A World Antimicrobial Resistance Week Special

As part of the World Antimicrobial Resistance Week (November 18-23) we discussed the critical issue with our expert DR AMIT DIAS from the Department of Preventive & Social Medicine, GMC. “We need to prevent anti-microbial resistance together,” cautioned Dr Dias as he elaborated on the crucial role played by everyone. Read this informative interview and contribute to the fight against anti-microbial resistance.

Goan Observer: Doctor, what is antimicrobial resistance?
Dr Dias:
Antimicrobial resistance is a global health concern that occurs when bacteria, viruses and other microorganisms evolve and adapt, rendering antibiotics ineffective. The World Health Organization (WHO) has identified it as one of the greatest threats to public health. It is estimated that bacterial AMR is directly responsible for 1.27 million global deaths in 2019 and contributed to 4.95 million deaths. If we don’t address this issue, the number is expected to rise. When the microorganism develops resistance to the drug, it becomes difficult to treat and we often have to opt for more expensive and toxic medication to save the patient affected by the resistant bug.

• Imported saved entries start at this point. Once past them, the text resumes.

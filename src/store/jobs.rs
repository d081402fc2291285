use super::Action;
use crate::api::{Job, JobStats, API_BASE_PATH};
use crate::pagination::{ListQuery, Paged};

/// Jobs slice: the list view, the detail view and dashboard statistics
#[derive(Debug, Clone)]
pub struct JobsState {
    pub query: ListQuery,
    pub page: Paged<Job>,
    pub loaded: bool,
    pub stats: Option<JobStats>,
    /// Job shown by the detail view
    pub selected: Option<Job>,
}

impl JobsState {
    pub fn new(per_page: usize) -> Self {
        Self {
            query: ListQuery::new(per_page),
            page: Paged::empty(per_page, &format!("{}/jobs", API_BASE_PATH)),
            loaded: false,
            stats: None,
            selected: None,
        }
    }

    /// Active status filter of the list view
    pub fn status_filter(&self) -> Option<&str> {
        self.query.search.filters.get("status").map(String::as_str)
    }

    pub(super) fn reduce(&mut self, action: &Action) -> bool {
        match action {
            Action::JobsQueryChanged(query) => {
                if &self.query == query {
                    return false;
                }
                self.query = query.clone();
                true
            }
            Action::JobsLoaded(page) => {
                self.query.request = page.pagination.request();
                self.page = page.clone();
                self.loaded = true;
                true
            }
            Action::JobStatsLoaded(stats) => {
                self.stats = Some(stats.clone());
                true
            }
            Action::JobSelected(job) => {
                self.selected = Some(job.clone());
                true
            }
            Action::JobCleared => self.selected.take().is_some(),
            _ => false,
        }
    }
}
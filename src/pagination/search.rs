//! Substring search over record fields

use serde::{Deserialize, Serialize};
use std::borrow::Cow;
use std::collections::BTreeMap;

/// Records that can be matched by a [`SearchCondition`]
pub trait Searchable {
    /// Fields the free-text keyword is matched against
    const KEYWORD_FIELDS: &'static [&'static str];

    /// Value of a named field, `None` when the record has no such field or it is unset
    fn field(&self, name: &str) -> Option<Cow<'_, str>>;
}

/// Search state of a list view
#[derive(Debug, Clone, Default, PartialEq, Eq, Serialize, Deserialize)]
pub struct SearchCondition {
    /// Free text, matched case-insensitively as a substring
    #[serde(default)]
    pub keyword: String,

    /// Exact (case-insensitive) field filters
    #[serde(default)]
    pub filters: BTreeMap<String, String>,
}

impl SearchCondition {
    pub fn new() -> Self {
        Self::default()
    }

    pub fn with_keyword(mut self, keyword: impl Into<String>) -> Self {
        self.keyword = keyword.into();
        self
    }

    pub fn with_filter(mut self, field: impl Into<String>, value: impl Into<String>) -> Self {
        self.filters.insert(field.into(), value.into());
        self
    }

    /// True when nothing would be filtered out
    pub fn is_empty(&self) -> bool {
        self.keyword.trim().is_empty() && self.filters.is_empty()
    }

    /// Check a single record
    pub fn matches<T: Searchable>(&self, record: &T) -> bool {
        let keyword = self.keyword.trim().to_lowercase();
        if !keyword.is_empty() {
            let hit = T::KEYWORD_FIELDS.iter().any(|name| {
                record
                    .field(name)
                    .map_or(false, |value| value.to_lowercase().contains(&keyword))
            });
            if !hit {
                return false;
            }
        }

        self.filters.iter().all(|(name, expected)| {
            record
                .field(name)
                .map_or(false, |value| value.eq_ignore_ascii_case(expected.trim()))
        })
    }

    /// Matching records, in source order
    pub fn filter<T: Searchable + Clone>(&self, records: &[T]) -> Vec<T> {
        if self.is_empty() {
            return records.to_vec();
        }
        records.iter().filter(|r| self.matches(*r)).cloned().collect()
    }
}
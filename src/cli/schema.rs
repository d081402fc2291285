//! Schema command: JSON schema of the configuration file

use anyhow::{Context, Result};
use clap::{Args, ValueEnum};
use schemars::schema_for;
use serde_json::Value;
use std::{fs, path::PathBuf};

use crate::config::Config;

const SCHEMA_TITLE: &str = "opsdesk configuration";
const SCHEMA_DESCRIPTION: &str = "Configuration file of the opsdesk console (.opsdesk.json or opsdesk.json)";

/// Print the schema of the configuration file
#[derive(Debug, Args)]
pub struct SchemaCommand {
    /// Output format
    #[arg(short, long, value_enum, default_value = "json")]
    pub format: SchemaFormat,

    /// Output file path (defaults to stdout)
    #[arg(short, long)]
    pub output: Option<PathBuf>,

    /// Pretty print JSON output
    #[arg(short, long)]
    pub pretty: bool,
}

#[derive(Debug, Clone, Copy, PartialEq, Eq, ValueEnum)]
pub enum SchemaFormat {
    Json,
    Yaml,
}

impl SchemaCommand {
    pub fn execute(&self) -> Result<()> {
        let output = self.render()?;

        if let Some(ref output_path) = self.output {
            fs::write(output_path, output)
                .with_context(|| format!("Failed to write schema to: {}", output_path.display()))?;
            println!("Schema written to: {}", output_path.display());
        } else {
            println!("{}", output);
        }

        Ok(())
    }

    /// The schema in the requested format
    pub fn render(&self) -> Result<String> {
        let schema_value = Self::schema()?;

        let output = match self.format {
            SchemaFormat::Json if self.pretty => serde_json::to_string_pretty(&schema_value)?,
            SchemaFormat::Json => serde_json::to_string(&schema_value)?,
            SchemaFormat::Yaml => serde_yaml::to_string(&schema_value).context("Failed to convert schema to YAML")?,
        };
        Ok(output)
    }

    fn schema() -> Result<Value> {
        let schema = schema_for!(Config);
        let mut schema_value = serde_json::to_value(schema).context("Failed to convert schema to JSON value")?;

        if let Some(obj) = schema_value.as_object_mut() {
            obj.insert("title".to_string(), Value::String(SCHEMA_TITLE.to_string()));
            obj.insert("description".to_string(), Value::String(SCHEMA_DESCRIPTION.to_string()));
        }

        Ok(schema_value)
    }
}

Q: That is a major concern indeed. What is the aim of the campaign this year?
The World AMR Awareness Week is a global campaign to raise awareness and understanding of AMR and promote best practices among One Health stakeholders (animal husbandry, health professionals, and forest department officials) to reduce the emergence and spread of drug-resistant infections. The theme for WAAW 2023 is “Preventing antimicrobial resistance together.” AMR is a threat to humans, animals, plants and the environment and we need to fight it together.

Q: What are the reasons for the rise of antimicrobial resistance?
There are several factors at play here. Over-prescription and misuse of antibiotics are major contributors. When antibiotics are used unnecessarily or not as prescribed, bacteria have a higher chance of developing resistance. Additionally, the use of antibiotics in agriculture and livestock for growth promotion and disease prevention also contributes to the problem. Poor infection control practices in healthcare settings can further accelerate the development and spread of resistant strains. That’s the reason I said we need to have a collaborative effort to fight resistance.

Q: Could you elaborate on the implications of antimicrobial resistance? How does it impact patients and public health?
Antibiotic resistance can lead to prolonged illness, increased healthcare costs and higher mortality rates. Imagine a common infection that was once easily treatable becoming untreatable due to resistance. Procedures like surgeries and chemotherapy, which rely on the prevention and treatment of infections, become riskier. Previously manageable infections could become life-threatening. This not only affects individuals but has broader societal and economic implications.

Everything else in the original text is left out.